Problem requirements
From the listing below, copy only the lines from the line that contains "if text != expected" to the line that contains "expected, offset, text", counting those two lines as part of the copy.

§

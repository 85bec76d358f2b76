//! # Grade Book Client
//!
//! State controller for a grade-book REST service:
//!
//! - **Models**: domain entities and the `UiState` aggregate
//! - **Services**: remote client, repository and error taxonomy
//! - **Events**: state change notifications for observers
//! - **Controllers**: the grades controller and the command loop
//! - **Views**: plain-text rendering of state snapshots
//!
//! ```text
//! ┌──────────────┐  intents  ┌──────────────────┐  Outcome<T>  ┌──────────────┐  JSON  ┌──────────────┐
//! │ AppController│──────────▶│ GradesController │◀────────────▶│  Repository  │◀──────▶│ RemoteClient │
//! │ + Renderer   │◀──────────│   (UiState)      │              │ (ApiError)   │        │  (reqwest)   │
//! └──────────────┘ snapshots └──────────────────┘              └──────────────┘        └──────────────┘
//! ```

pub mod commands;
pub mod controllers;
pub mod events;
pub mod models;
pub mod services;
pub mod views;

pub use commands::{parse_intent, UserIntent};
pub use controllers::{
    AppController, ControllerOptions, GradesController, GradesFetchPolicy, ValidationError,
};
pub use events::{ModelEvent, StateEventHandler};
pub use models::{AverageResponse, Grade, GradePatch, Student, Subject, UiState};
pub use services::{
    ApiError, DefaultGradesRepository, GradesRepository, HttpRemoteClient, Outcome, RemoteClient,
    RemoteError, RemoteRequest,
};
pub use views::{TextRenderer, ViewRenderer};
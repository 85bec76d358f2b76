//! Shared helpers for the controller integration tests.

#![allow(dead_code)]

pub mod fake_repository;

pub use fake_repository::{Call, FakeRepository, Gate, Step};

use gradeline::{GradesController, GradesRepository};
use std::sync::Arc;

/// Start a controller over the fake and let the initial refresh finish.
pub async fn started(repository: &Arc<FakeRepository>) -> GradesController {
    let controller = GradesController::start(repository.clone() as Arc<dyn GradesRepository>);
    controller.wait_until_idle().await;
    controller
}
//! # Models Module
//!
//! Domain entities, request bodies and the UI state aggregate.

pub mod entities;
pub mod requests;
pub mod ui_state;

pub use entities::{AverageResponse, ErrorBody, Grade, Student, Subject};
pub use requests::{GradePatch, NewGradeRequest, NewStudentRequest, NewSubjectRequest};
pub use ui_state::UiState;
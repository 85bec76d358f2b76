//! # Model Events
//!
//! Emitted after every mutation of the UI state so subscribers know what
//! changed without diffing snapshots.

/// Which slice of the UI state a mutation touched.
#[derive(Debug, Clone, PartialEq)]
pub enum ModelEvent {
    StudentsChanged,
    SubjectsChanged,
    GradesChanged,

    /// Student or subject filter changed
    FiltersChanged {
        student_filter: Option<i64>,
        subject_filter: Option<i64>,
    },

    /// A free-text input buffer changed
    InputChanged,

    /// Add-grade sub-form visibility or fields changed
    AddGradeFormChanged,

    /// Loading depth moved up or down
    LoadingChanged {
        depth: u32,
    },

    /// An error was posted to the error slot
    ErrorPosted {
        message: String,
    },

    ErrorCleared,
}
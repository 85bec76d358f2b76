//! # Services Layer
//!
//! Everything between the controller and the network: the remote client
//! capability, its `reqwest` implementation, the repository and the error
//! taxonomy that normalizes failures.

pub mod error;
pub mod http;
pub mod remote;
pub mod repository;

pub use error::{ApiError, RemoteError, CONNECTIVITY_MESSAGE, UNKNOWN_ERROR_MESSAGE};
pub use http::HttpRemoteClient;
pub use remote::{RemoteClient, RemoteRequest};
pub use repository::{DefaultGradesRepository, GradesRepository, Outcome};
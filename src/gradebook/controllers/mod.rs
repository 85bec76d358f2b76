//! # Controllers
//!
//! The grades controller, the validation it applies before any request,
//! and the line-oriented application loop that drives it.

pub mod app_controller;
pub mod grades_controller;
pub mod validation;

pub use app_controller::AppController;
pub use grades_controller::{ControllerOptions, GradesController, GradesFetchPolicy};
pub use validation::{NewGradeInput, ValidationError};
//! Decoding (and encoding) of the lines printed by the bootloader `md`
//! command.
//!
//! Each line covers 16 bytes of memory and has a rigid layout:
//!
//! ```text
//! 00001000: 44434241 48474645 00000000 ffffffff    DCBAHGFE........\r\n
//! ^address  ^ four groups of 4 bytes in hex        ^ ASCII text
//! ```
//!
//! The layout is described once in [`MD_LINE_LAYOUT`] and both [`decode`] and
//! [`encode`] walk the same description, so they cannot drift apart.

use std::fmt;

use crate::error::DumpError;

// =============================================================================
// Public Interface
// =============================================================================

/// Number of memory bytes covered by one `md` line.
pub const BYTES_PER_LINE: usize = 16;

/// Terminator of every line printed by the device.
pub const TERMINATOR: &str = "\r\n";

/// The bootloader prompt, printed without terminator when the device waits
/// for more input.
pub const PROMPT: &str = "=> ";

/// Total width of a well formed `md` line, terminator included.
pub const MD_LINE_WIDTH: usize = layout_width(&MD_LINE_LAYOUT);

/// One decoded `md` line.
#[derive(Debug, Clone, PartialEq, Eq)]
pub struct LineRecord {
    /// Address of the first byte, always a multiple of 16.
    pub address: u64,
    pub bytes: [u8; BYTES_PER_LINE],
    /// The device rendering of `bytes`, non-printable bytes shown as `.`.
    pub shadow: String,
}

impl LineRecord {
    /// Build a record from raw memory, rendering the shadow text the same way
    /// the device does.
    pub fn from_bytes(address: u64, bytes: [u8; BYTES_PER_LINE]) -> Self {
        LineRecord {
            address,
            bytes,
            shadow: shadow_of(&bytes),
        }
    }

    /// The raw line the device would print for this record.
    pub fn to_line(&self) -> String {
        encode(self)
    }
}

impl fmt::Display for LineRecord {
    fn fmt(&self, f: &mut fmt::Formatter<'_>) -> fmt::Result {
        write!(f, "0x{:08X} ", self.address)?;
        for byte in self.bytes.iter() {
            write!(f, " {:02X}", byte)?;
        }
        write!(f, " |{}|", self.shadow)
    }
}

/// Decode one raw `md` line of exactly `expected_size` characters.
///
/// Framing problems are reported as [`DumpError::Format`]; a line whose hex
/// data disagrees with a printable character of its ASCII text is reported as
/// [`DumpError::Corruption`].
pub fn decode(raw: &str, expected_size: usize) -> Result<LineRecord, DumpError> {
    if raw.len() != expected_size {
        return Err(DumpError::format(
            raw,
            format!("expected {} characters, got {}", expected_size, raw.len()),
        ));
    }
    if !raw.is_ascii() {
        return Err(DumpError::format(raw, "line contains non-ASCII characters"));
    }

    let mut address = 0;
    let mut hex = String::with_capacity(2 * BYTES_PER_LINE);
    let mut shadow = "";

    let mut offset = 0;
    for field in MD_LINE_LAYOUT.iter() {
        let text = raw
            .get(offset..offset + field.width())
            .ok_or_else(|| DumpError::format(raw, "line is shorter than the md layout"))?;
        match *field {
            Field::Address => {
                check_hex_digits(raw, text, offset)?;
                address = u64::from_str_radix(text, 16)
                    .map_err(|e| DumpError::format(raw, e.to_string()))?;
                if address % BYTES_PER_LINE as u64 != 0 {
                    return Err(DumpError::format(
                        raw,
                        format!("address 0x{:08x} is not a multiple of 16", address),
                    ));
                }
            }
            Field::Word => {
                check_hex_digits(raw, text, offset)?;
                hex.push_str(text);
            }
            Field::Shadow => shadow = text,
            Field::Literal(expected) => {
                if text != expected {
                    return Err(DumpError::format(
                        raw,
                        format!(
                            "expected {:?} at offset {}, found {:?}",
                            expected, offset, text
                        ),
                    ));
                }
            }
        }
        offset += field.width();
    }
    if offset != raw.len() {
        return Err(DumpError::format(
            raw,
            format!("unexpected characters after offset {}", offset),
        ));
    }

    let mut bytes = [0u8; BYTES_PER_LINE];
    for (i, byte) in bytes.iter_mut().enumerate() {
        *byte = u8::from_str_radix(&hex[2 * i..2 * i + 2], 16)
            .map_err(|e| DumpError::format(raw, e.to_string()))?;
    }

    // Printable characters of the text must be the data bytes themselves.
    for (i, (byte, shadow_char)) in bytes.iter().zip(shadow.chars()).enumerate() {
        if shadow_char != '.' && *byte != shadow_char as u8 {
            return Err(DumpError::Corruption {
                address,
                offset: i,
                byte: *byte,
                shadow_char,
                hex,
                shadow: shadow.to_owned(),
            });
        }
    }

    Ok(LineRecord {
        address,
        bytes,
        shadow: shadow.to_owned(),
    })
}

/// Render `record` in the device `md` line format, terminator included.
///
/// The address field holds 8 hex digits, so `record.address` must fit in 32
/// bits for the line to decode back.
pub fn encode(record: &LineRecord) -> String {
    let mut line = String::with_capacity(MD_LINE_WIDTH);
    let mut words = record.bytes.chunks(4);
    for field in MD_LINE_LAYOUT.iter() {
        match *field {
            Field::Address => line.push_str(&format!("{:08x}", record.address)),
            Field::Word => {
                if let Some(word) = words.next() {
                    word.iter()
                        .for_each(|byte| line.push_str(&format!("{:02x}", byte)));
                }
            }
            Field::Shadow => line.push_str(&record.shadow),
            Field::Literal(text) => line.push_str(text),
        }
    }
    line
}

/// ASCII rendering of `bytes` with every non-printable byte shown as `.`.
pub fn shadow_of(bytes: &[u8]) -> String {
    bytes
        .iter()
        .map(|&b| if (0x20..0x7f).contains(&b) { b as char } else { '.' })
        .collect()
}

// =============================================================================
// Private stuff
// =============================================================================

/// A fixed-width field of an `md` line.
#[derive(Debug, Clone, Copy, PartialEq, Eq)]
enum Field {
    /// 8 hex digits.
    Address,
    /// Text that must appear verbatim.
    Literal(&'static str),
    /// 8 hex digits, 4 bytes of data.
    Word,
    /// One character per data byte.
    Shadow,
}

impl Field {
    const fn width(self) -> usize {
        match self {
            Field::Address | Field::Word => 8,
            Field::Literal(text) => text.len(),
            Field::Shadow => BYTES_PER_LINE,
        }
    }
}

const MD_LINE_LAYOUT: [Field; 12] = [
    Field::Address,
    Field::Literal(": "),
    Field::Word,
    Field::Literal(" "),
    Field::Word,
    Field::Literal(" "),
    Field::Word,
    Field::Literal(" "),
    Field::Word,
    Field::Literal("    "),
    Field::Shadow,
    Field::Literal(TERMINATOR),
];

const fn layout_width(layout: &[Field]) -> usize {
    let mut width = 0;
    let mut i = 0;
    while i < layout.len() {
        width += layout[i].width();
        i += 1;
    }
    width
}

// `from_str_radix` tolerates a leading sign, the device never prints one.
fn check_hex_digits(raw: &str, text: &str, offset: usize) -> Result<(), DumpError> {
    match text.chars().position(|c| !c.is_ascii_hexdigit()) {
        Some(pos) => Err(DumpError::format(
            raw,
            format!("invalid hex digit at offset {}", offset + pos),
        )),
        None => Ok(()),
    }
}

// =============================================================================
// Unit Tests
// =============================================================================

#[cfg(test)]
const FIXTURE: &str = "00001000: 44434241 48474645 00000000 ffffffff    DCBAHGFE........\r\n";

#[test]
fn layout_width_matches_device_line() {
    assert_eq!(MD_LINE_WIDTH, 67);
    assert_eq!(FIXTURE.len(), MD_LINE_WIDTH);
}

#[test]
fn decode_fixture_line() {
    let record = decode(FIXTURE, 67).unwrap();
    assert_eq!(record.address, 0x1000);
    assert_eq!(
        record.bytes,
        [
            0x44, 0x43, 0x42, 0x41, 0x48, 0x47, 0x46, 0x45, 0, 0, 0, 0, 0xff, 0xff, 0xff, 0xff
        ]
    );
    assert_eq!(record.shadow, "DCBAHGFE........");
}

#[test]
fn decode_accepts_uppercase_hex() {
    let line = "8000FFF0: 00000000 00000000 00000000 0000ABCD    ................\r\n";
    let record = decode(line, 67).unwrap();
    assert_eq!(record.address, 0x8000_fff0);
    assert_eq!(record.bytes[14..], [0xab, 0xcd]);
}

#[test]
fn decode_rejects_wrong_length() {
    let short = &FIXTURE[..FIXTURE.len() - 1];
    assert!(matches!(decode(short, 67), Err(DumpError::Format { .. })));
    assert!(matches!(decode(FIXTURE, 68), Err(DumpError::Format { .. })));
}

#[test]
fn decode_rejects_bad_separators() {
    let colon = FIXTURE.replacen(": ", ":_", 1);
    assert!(matches!(decode(&colon, 67), Err(DumpError::Format { .. })));

    let group = FIXTURE.replacen("44434241 ", "44434241_", 1);
    assert!(matches!(decode(&group, 67), Err(DumpError::Format { .. })));

    let gap = FIXTURE.replacen("ffffffff    ", "ffffffff   _", 1);
    assert!(matches!(decode(&gap, 67), Err(DumpError::Format { .. })));
}

#[test]
fn decode_rejects_bad_terminator() {
    let line = FIXTURE.replace("\r\n", "\n\n");
    match decode(&line, 67) {
        Err(DumpError::Format { line, reason }) => {
            assert!(line.ends_with("\\n\\n"));
            assert!(reason.contains("offset 65"));
        }
        other => panic!("unexpected result {:?}", other),
    }
}

#[test]
fn decode_rejects_invalid_hex_digits() {
    let line = FIXTURE.replacen("48474645", "4847464g", 1);
    assert!(matches!(decode(&line, 67), Err(DumpError::Format { .. })));

    let signed = FIXTURE.replacen("00001000", "+0001000", 1);
    assert!(matches!(decode(&signed, 67), Err(DumpError::Format { .. })));
}

#[test]
fn decode_rejects_misaligned_address() {
    let line = FIXTURE.replacen("00001000", "00001008", 1);
    match decode(&line, 67) {
        Err(DumpError::Format { reason, .. }) => assert!(reason.contains("multiple of 16")),
        other => panic!("unexpected result {:?}", other),
    }
}

#[test]
fn decode_rejects_non_ascii() {
    // Two shadow characters replaced by one two-byte character: still 67 bytes.
    let line = FIXTURE.replacen("DCBAHGFE..", "DCBAHGFE\u{e9}", 1);
    assert_eq!(line.len(), 67);
    match decode(&line, 67) {
        Err(DumpError::Format { reason, .. }) => assert!(reason.contains("non-ASCII")),
        other => panic!("unexpected result {:?}", other),
    }
}

#[test]
fn decode_detects_shadow_mismatch() {
    let line = FIXTURE.replacen("DCBA", "DCBX", 1);
    match decode(&line, 67) {
        Err(DumpError::Corruption {
            address,
            offset,
            byte,
            shadow_char,
            ..
        }) => {
            assert_eq!(address, 0x1000);
            assert_eq!(offset, 3);
            assert_eq!(byte, 0x41);
            assert_eq!(shadow_char, 'X');
        }
        other => panic!("unexpected result {:?}", other),
    }
}

#[test]
fn decode_ignores_dots_in_shadow() {
    // 'A' rendered as '.' is tolerated, only printable characters are checked.
    let line = FIXTURE.replacen("DCBA", "DCB.", 1);
    let record = decode(&line, 67).unwrap();
    assert_eq!(record.bytes[3], 0x41);
}

#[test]
fn encode_then_decode_preserves_record() {
    let mut bytes = [0u8; BYTES_PER_LINE];
    bytes.copy_from_slice(b"U-Boot 2020.\x00\x01\x7f~");
    let record = LineRecord::from_bytes(0x8000_0020, bytes);
    assert_eq!(record.shadow, "U-Boot 2020....~");

    let line = record.to_line();
    assert_eq!(line.len(), MD_LINE_WIDTH);
    assert_eq!(decode(&line, MD_LINE_WIDTH).unwrap(), record);
}

#[test]
fn display_formats_human_readable_record() {
    let record = decode(FIXTURE, 67).unwrap();
    assert_eq!(
        record.to_string(),
        "0x00001000  44 43 42 41 48 47 46 45 00 00 00 00 FF FF FF FF |DCBAHGFE........|"
    );
}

§

Reply to the task
                if text != expected {
                    return Err(DumpError::format(
                        raw,
                        format!(
                            "expected {:?} at offset {}, found {:?}",
                            expected, offset, text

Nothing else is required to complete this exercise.